Today would have been Sally Ride's 64th birthday. Ride, who became the first American woman in space on June 18, 1983, died of pancreatic cancer in 2012. But she remains an iconic figure in science — in part due to her milestone but also because of her influential work on behalf of science education for kids.
What makes Ride's life story so intriguing is that she never had a pat explanation for her most famous accomplishment. In 1984, PBS's NOVA asked Sally Ride what had to be a common question at the time: "Why do you want to go into outer space?"
Instead of waxing philosophic about the honor of being the first American woman in space, seeing Earth from above, or any of the other possible PR-friendly answers, Ride's reply was refreshingly uncertain.
"I don't know what the reason is," she said. "It's just something that's inside people that they can't explain."
That answer defines what got her into space in the first place — a willingness to pursue her passion doggedly without hiding the mystery at its heart.
Sally Ride's relentlessness got her into space
The first time the New York Times mentioned Sally Ride, in 1969, the paper commented on her tennis game. At the time, Ride was a top-ranked tennis player at Swarthmore who, according to the Times, "dominated the match from the outset with deep forceful hitting."
Later, Ride left Swarthmore for Stanford and then earned a master's degree and PhD in physics. It seemed like she had a set career path. But, as she said in a 2011 speech, everything changed with a single newspaper ad.
A couple of months before earning her PhD, she was reading the Stanford Daily when she saw an announcement that NASA was looking for female astronauts. She applied that afternoon.
It wasn't luck that got her the job, but her PhD and academic interests that helped her beat out most of the other 8,000 applicants who vied for the position. Ride was one of just 35 women who made it into the first class of astronauts for the Space Shuttle program, embarking on six years of grueling astronaut training. (Though there were benefits — she joked that being an astronaut made it easier for her non-scientist dad to explain what she did for a living.)
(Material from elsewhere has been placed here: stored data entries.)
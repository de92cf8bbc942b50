//! Shared types for the viewport: rotation math, camera pose, surface size,
//! flat colours and the tunable configuration.
//!
//! # Invariants
//! - Math helpers are pure.
//! - Every tunable constant of the viewport lives in [`ViewportConfig`].

pub mod config;
pub mod math;
pub mod types;

pub use config::{ConfigError, LookConfig, MovementConfig, ViewportConfig};
pub use math::{rotate, to_radians};
pub use types::{Camera, Color, SurfaceSize};
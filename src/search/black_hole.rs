//! Black-hole search.
//!
//! The best member (the black hole) attracts every other member (a star):
//! each slot of a star moves a random fraction of the way toward the
//! target the black hole holds in the same slot, and is snapped to the
//! nearest real target. Afterwards stars are re-seeded with probability
//! `fitness(black hole) / Σ fitness`.

use rand::rngs::StdRng;
use rand::{Rng, SeedableRng};
use rayon::prelude::*;
use tracing::debug;

use super::genetic::clamp_probability;
use super::operators::{attract, task_seeds};
use super::{SearchContext, SearchOutcome, SearchPhase, SearchStrategy, StrategyKind};
use crate::energy::EnergyCostModel;
use crate::error::{Error, Result};
use crate::models::{Population, Solution};

/// Black-hole search parameters.
///
/// # Examples
///
/// ```
/// use pdv_routing::search::BlackHoleSearch;
///
/// let bh = BlackHoleSearch::new(50, 0.25);
/// assert_eq!(bh.generations(), 50);
/// assert_eq!(bh.attraction_rate(), 0.25);
/// ```
#[derive(Debug, Clone, PartialEq)]
pub struct BlackHoleSearch {
    generations: usize,
    attraction_rate: f64,
}

impl BlackHoleSearch {
    /// Creates a black-hole search; the rate is clamped to `[0, 1]`.
    pub fn new(generations: usize, attraction_rate: f64) -> Self {
        Self {
            generations,
            attraction_rate: clamp_probability(attraction_rate),
        }
    }

    /// Generation budget.
    pub fn generations(&self) -> usize {
        self.generations
    }

    /// Per-slot probability of being pulled toward the black hole.
    pub fn attraction_rate(&self) -> f64 {
        self.attraction_rate
    }

    fn pull<M: EnergyCostModel + ?Sized>(
        &self,
        ctx: &SearchContext<'_, M>,
        star: &mut Solution,
        hole: &Solution,
        rng: &mut StdRng,
    ) {
        let instance = ctx.instance();
        for v in 0..star.num_routes() {
            for slot in 0..star.route(v).len() {
                if !rng.random_bool(self.attraction_rate) {
                    continue;
                }
                let (Some(target), Some(anchor)) = (star.target_at(v, slot), hole.target_at(v, slot))
                else {
                    continue;
                };
                let toward = instance.target(anchor).position();
                attract(star, instance, target, toward, rng);
            }
        }
        ctx.evaluator().evaluate_solution(star);
    }
}

impl Default for BlackHoleSearch {
    fn default() -> Self {
        Self::new(50, 0.5)
    }
}

/// Probability of swallowing a star: the black hole's share of the total
/// fitness, or zero when that share is undefined.
pub fn absorption_probability(hole_fitness: f64, total_fitness: f64) -> f64 {
    let p = hole_fitness / total_fitness;
    if p.is_finite() {
        p.clamp(0.0, 1.0)
    } else {
        0.0
    }
}

impl SearchStrategy for BlackHoleSearch {
    fn kind(&self) -> StrategyKind {
        StrategyKind::BlackHole
    }

    fn search<M: EnergyCostModel + ?Sized>(
        &self,
        ctx: &SearchContext<'_, M>,
        population: &mut Population,
        rng: &mut StdRng,
    ) -> Result<SearchOutcome> {
        let mut outcome = SearchOutcome {
            phase: SearchPhase::Initialized,
            iterations: 0,
            evaluations: 0,
        };
        ctx.check(population)?;
        let routes = ctx.vehicles() as u64;

        for generation in 0..self.generations {
            if ctx.cancel().is_cancelled() {
                outcome.phase = SearchPhase::Cancelled;
                return Ok(outcome);
            }
            outcome.phase = SearchPhase::Evolving;

            let hole_index = population
                .best_index()
                .ok_or_else(|| Error::InvalidConfig("empty population".into()))?;
            let hole = population.members()[hole_index].clone();
            let seeds = task_seeds(rng, population.len());

            population
                .members_mut()
                .par_iter_mut()
                .zip(seeds.par_iter())
                .enumerate()
                .filter(|(i, _)| *i != hole_index)
                .for_each(|(_, (star, &seed))| {
                    let mut local = StdRng::seed_from_u64(seed);
                    self.pull(ctx, star, &hole, &mut local);
                });
            outcome.evaluations += (population.len() as u64 - 1) * routes;

            let hole_index = population.best_index().unwrap_or(hole_index);
            let last = generation + 1 == self.generations;
            let mut swallowed = 0usize;
            if !last {
                let p = absorption_probability(
                    population.members()[hole_index].fitness(),
                    population.total_fitness(),
                );
                let draws: Vec<bool> = (0..population.len())
                    .map(|i| i != hole_index && rng.random_bool(p))
                    .collect();
                swallowed = draws.iter().filter(|&&d| d).count();
                let seeds = task_seeds(rng, population.len());
                population
                    .members_mut()
                    .par_iter_mut()
                    .zip(seeds.par_iter())
                    .zip(draws.par_iter())
                    .filter(|(_, drawn)| **drawn)
                    .for_each(|((star, &seed), _)| {
                        *star = ctx.reseed(seed);
                    });
                outcome.evaluations += swallowed as u64 * routes;
            }

            ctx.check(population)?;
            outcome.iterations = generation + 1;
            debug!(
                generation,
                black_hole = hole_index,
                fitness = population.members()[hole_index].fitness(),
                swallowed,
                "black-hole generation complete"
            );
        }

        outcome.phase = SearchPhase::Converged;
        Ok(outcome)
    }
}

#[cfg(test)]
mod tests {
    use super::*;
    use crate::constructive::PopulationInitializer;
    use crate::energy::PdvEnergyModel;
    use crate::evaluation::{FitnessWeights, RouteFitnessEvaluator};
    use crate::search::test_support::scattered;
    use crate::search::CancelToken;

    fn run(seed: u64, generations: usize) -> (Population, SearchOutcome) {
        let inst = scattered(16);
        let model = PdvEnergyModel::default();
        let ev = RouteFitnessEvaluator::new(&inst, &model, FitnessWeights::default());
        let cancel = CancelToken::new();
        let ctx = SearchContext::new(&ev, PopulationInitializer::new(3), 2, &cancel);
        let mut rng = StdRng::seed_from_u64(seed);
        let mut pop = ctx.seed_population(6, &mut rng);
        let outcome = BlackHoleSearch::new(generations, 0.4)
            .search(&ctx, &mut pop, &mut rng)
            .unwrap();
        (pop, outcome)
    }

    #[test]
    fn test_absorption_probability() {
        assert_eq!(absorption_probability(10.0, 40.0), 0.25);
        assert_eq!(absorption_probability(10.0, 0.0), 0.0);
        assert_eq!(absorption_probability(-1000.0, 5.0), 0.0);
        assert_eq!(absorption_probability(50.0, 20.0), 1.0);
        assert_eq!(absorption_probability(0.0, 0.0), 0.0);
    }

    #[test]
    fn test_partition_kept() {
        let (pop, outcome) = run(8, 7);
        assert!(pop.check_partition(16).is_ok());
        assert_eq!(outcome.iterations, 7);
        assert_eq!(outcome.phase, SearchPhase::Converged);
    }

    #[test]
    fn test_deterministic() {
        let (a, _) = run(13, 5);
        let (b, _) = run(13, 5);
        assert_eq!(a.members(), b.members());
    }

    #[test]
    fn test_zero_rate_leaves_last_generation_stars() {
        let inst = scattered(10);
        let model = PdvEnergyModel::default();
        let ev = RouteFitnessEvaluator::new(&inst, &model, FitnessWeights::default());
        let cancel = CancelToken::new();
        let ctx = SearchContext::new(&ev, PopulationInitializer::new(3), 2, &cancel);
        let mut rng = StdRng::seed_from_u64(3);
        let mut pop = ctx.seed_population(5, &mut rng);
        let before = pop.members().to_vec();
        // one generation is also the last one, so nothing is re-seeded
        BlackHoleSearch::new(1, 0.0)
            .search(&ctx, &mut pop, &mut rng)
            .unwrap();
        assert_eq!(pop.members(), &before[..]);
    }
}
//! Randomized nearest-k population seeding.

use rand::rngs::StdRng;
use rand::{Rng, SeedableRng};
use rayon::prelude::*;

use crate::models::{Instance, Solution};

/// Builds diverse, locally greedy partitions of the target set.
///
/// Each route takes `targets / vehicles` targets. Every pick is drawn
/// uniformly among the `neighborhood` nearest remaining targets to the
/// cursor, which starts at the depot for each route and follows the picks.
/// When the count does not divide evenly, the last route takes all
/// leftovers by plain nearest-neighbour selection.
///
/// # Examples
///
/// ```
/// use pdv_routing::constructive::PopulationInitializer;
/// use pdv_routing::models::{Instance, Point, Target};
/// use rand::SeedableRng;
/// use rand::rngs::StdRng;
///
/// let inst = Instance::new(
///     (0..7).map(|i| Target::new(i, Point::new(i as f64 + 1.0, 2.0), 20.0, 37.5)).collect(),
/// ).unwrap();
/// let mut rng = StdRng::seed_from_u64(7);
/// let s = PopulationInitializer::new(3).build(&inst, 2, &mut rng);
/// assert_eq!(s.num_routes(), 2);
/// assert_eq!(s.route(0).len(), 3);
/// assert_eq!(s.route(1).len(), 4);
/// assert!(s.check_partition(7).is_ok());
/// ```
#[derive(Debug, Clone, Copy)]
pub struct PopulationInitializer {
    neighborhood: usize,
}

impl PopulationInitializer {
    /// Creates an initializer drawing among the `neighborhood` nearest targets.
    pub fn new(neighborhood: usize) -> Self {
        Self {
            neighborhood: neighborhood.max(1),
        }
    }

    /// Neighbourhood bound.
    pub fn neighborhood(&self) -> usize {
        self.neighborhood
    }

    /// Builds one unevaluated partition into `vehicles` routes.
    pub fn build<R: Rng + ?Sized>(&self, instance: &Instance, vehicles: usize, rng: &mut R) -> Solution {
        let n = instance.len();
        let vehicles = vehicles.max(1);
        let quota = n / vehicles;
        let uneven = n % vehicles != 0;
        let mut pending: Vec<usize> = (0..n).collect();
        let mut routes = Vec::with_capacity(vehicles);

        for v in 0..vehicles {
            if uneven && v == vehicles - 1 {
                break;
            }
            let mut route = Vec::with_capacity(quota);
            let mut cursor: Option<usize> = None;
            for _ in 0..quota {
                let Some(pick) = self.pick_near(instance, cursor, &pending, rng) else {
                    break;
                };
                pending.retain(|&t| t != pick);
                route.push(pick);
                cursor = Some(pick);
            }
            routes.push(route);
        }

        if uneven {
            let mut route = Vec::with_capacity(pending.len());
            let mut cursor: Option<usize> = None;
            while let Some(next) = instance.nearest_among(cursor, &pending) {
                pending.retain(|&t| t != next);
                route.push(next);
                cursor = Some(next);
            }
            routes.push(route);
        }

        Solution::new(routes)
    }

    /// Builds `size` unevaluated partitions.
    ///
    /// Each member gets its own generator seeded from `rng`, so the result
    /// does not depend on thread scheduling.
    pub fn initialize<R: Rng + ?Sized>(
        &self,
        instance: &Instance,
        vehicles: usize,
        size: usize,
        rng: &mut R,
    ) -> Vec<Solution> {
        let seeds: Vec<u64> = (0..size).map(|_| rng.random()).collect();
        seeds
            .into_par_iter()
            .map(|seed| {
                let mut local = StdRng::seed_from_u64(seed);
                self.build(instance, vehicles, &mut local)
            })
            .collect()
    }

    fn pick_near<R: Rng + ?Sized>(
        &self,
        instance: &Instance,
        cursor: Option<usize>,
        pending: &[usize],
        rng: &mut R,
    ) -> Option<usize> {
        if pending.is_empty() {
            return None;
        }
        let mut ranked = pending.to_vec();
        ranked.sort_by(|&a, &b| {
            instance
                .distance_from(cursor, a)
                .total_cmp(&instance.distance_from(cursor, b))
                .then(a.cmp(&b))
        });
        let k = self.neighborhood.min(ranked.len());
        Some(ranked[rng.random_range(0..k)])
    }
}

impl Default for PopulationInitializer {
    fn default() -> Self {
        Self::new(5)
    }
}

#[cfg(test)]
mod tests {
    use super::*;
    use crate::models::{Point, Target};
    use proptest::prelude::*;

    fn grid(n: usize) -> Instance {
        Instance::new(
            (0..n)
                .map(|i| {
                    Target::new(
                        i,
                        Point::new((i % 5) as f64 * 10.0 + 5.0, (i / 5) as f64 * 10.0 + 5.0),
                        20.0,
                        37.5,
                    )
                })
                .collect(),
        )
        .unwrap()
    }

    #[test]
    fn test_single_vehicle_takes_all() {
        let inst = grid(4);
        let mut rng = StdRng::seed_from_u64(1);
        let s = PopulationInitializer::default().build(&inst, 1, &mut rng);
        assert_eq!(s.num_routes(), 1);
        let mut ids = s.route(0).to_vec();
        ids.sort_unstable();
        assert_eq!(ids, vec![0, 1, 2, 3]);
    }

    #[test]
    fn test_neighborhood_one_is_greedy() {
        let inst = grid(10);
        let init = PopulationInitializer::new(1);
        let a = init.build(&inst, 2, &mut StdRng::seed_from_u64(1));
        let b = init.build(&inst, 2, &mut StdRng::seed_from_u64(99));
        assert_eq!(a, b);
    }

    #[test]
    fn test_zero_neighborhood_clamped() {
        assert_eq!(PopulationInitializer::new(0).neighborhood(), 1);
    }

    #[test]
    fn test_initialize_deterministic() {
        let inst = grid(12);
        let init = PopulationInitializer::new(4);
        let a = init.initialize(&inst, 3, 6, &mut StdRng::seed_from_u64(5));
        let b = init.initialize(&inst, 3, 6, &mut StdRng::seed_from_u64(5));
        assert_eq!(a.len(), 6);
        assert_eq!(a, b);
    }

    #[test]
    fn test_more_vehicles_than_targets() {
        let inst = grid(2);
        let s = PopulationInitializer::default().build(&inst, 3, &mut StdRng::seed_from_u64(0));
        assert_eq!(s.num_routes(), 3);
        assert!(s.check_partition(2).is_ok());
    }

    proptest! {
        #[test]
        fn prop_partition_valid(n in 1usize..40, vehicles in 1usize..8, k in 1usize..8, seed in any::<u64>()) {
            let inst = grid(n);
            let s = PopulationInitializer::new(k).build(&inst, vehicles, &mut StdRng::seed_from_u64(seed));
            prop_assert_eq!(s.num_routes(), vehicles);
            prop_assert!(s.check_partition(n).is_ok());
            let quota = n / vehicles;
            if n % vehicles == 0 {
                prop_assert!(s.routes().iter().all(|r| r.len() == quota));
            } else {
                prop_assert!(s.routes()[..vehicles - 1].iter().all(|r| r.len() == quota));
            }
        }
    }
}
NASA had to adjust to the idea of women in space. It had to add a locker room for the new class of female scientists, as well as update what went onto the Challenger Space Shuttle. Lynn Sherr's Sally Ride: America's First Woman in Space recalls one notable incident: when male NASA engineers asked Ride how many tampons she'd need for her one-week journey, they suggested 100. Ride gracefully replied that she wouldn't need quite that many. "We just want to be safe," the engineers replied. Despite those superficial hiccups, the mission was a success.
After the spaceflight, Ride was the focus of exhaustive media attention, but she kept her focus on work, going into space again in 1984, assisting in the Challenger Space Shuttle explosion investigation in 1986, and later becoming a special assistant to the NASA administrator.
Life in NASA was a high-intensity environment. As she said in 1984, "every day is different and every day is long." In 1987, on her 36th birthday, she left to move on to the next step in her career.
Sally Ride never became a celebrity — she was always a high-profile geek
Ride left NASA to pursue her intellectual interests. In 1989, she became a physics professor at the University of California San Diego, and she even had a stint as president of Space.com from 1999 to 2000. She's probably best-known for her efforts with Sally Ride Science, an outreach company that encourages kids — and particularly girls and minorities — to consider careers in STEM (science, technology, engineering, and math) fields.
Sally Ride never acquired celebrity flair. Like Neil Armstrong, the first man on the moon, she was reserved about her accomplishments. Despite multiple attempts to draft her back into NASA administration, she didn't go back into the public eye at that level (though there are exceptions — she did appear on Touched by an Angel, but she played herself).
She compartmentalized her life in other ways, too. Only after Ride's death did it become public knowledge that Tam O'Shaughnessy was her partner of 27 years — making Ride the first known LGBT person in space as well as the first American woman. That sense of privacy wasn't surprising — throughout her public appearances, Ride remained soft-spoken, never flashy. Today, that consistency may ensure her legacy always includes her intellect, not just her courage.
Ride didn't open up her soul for public consumption with tell-all memoirs or reality show cameos. Yet what Ride revealed in that 1984 Nova interview held true throughout her life. She didn't know why she wanted to go to space, but she knew she couldn't change the curiosity that drove her.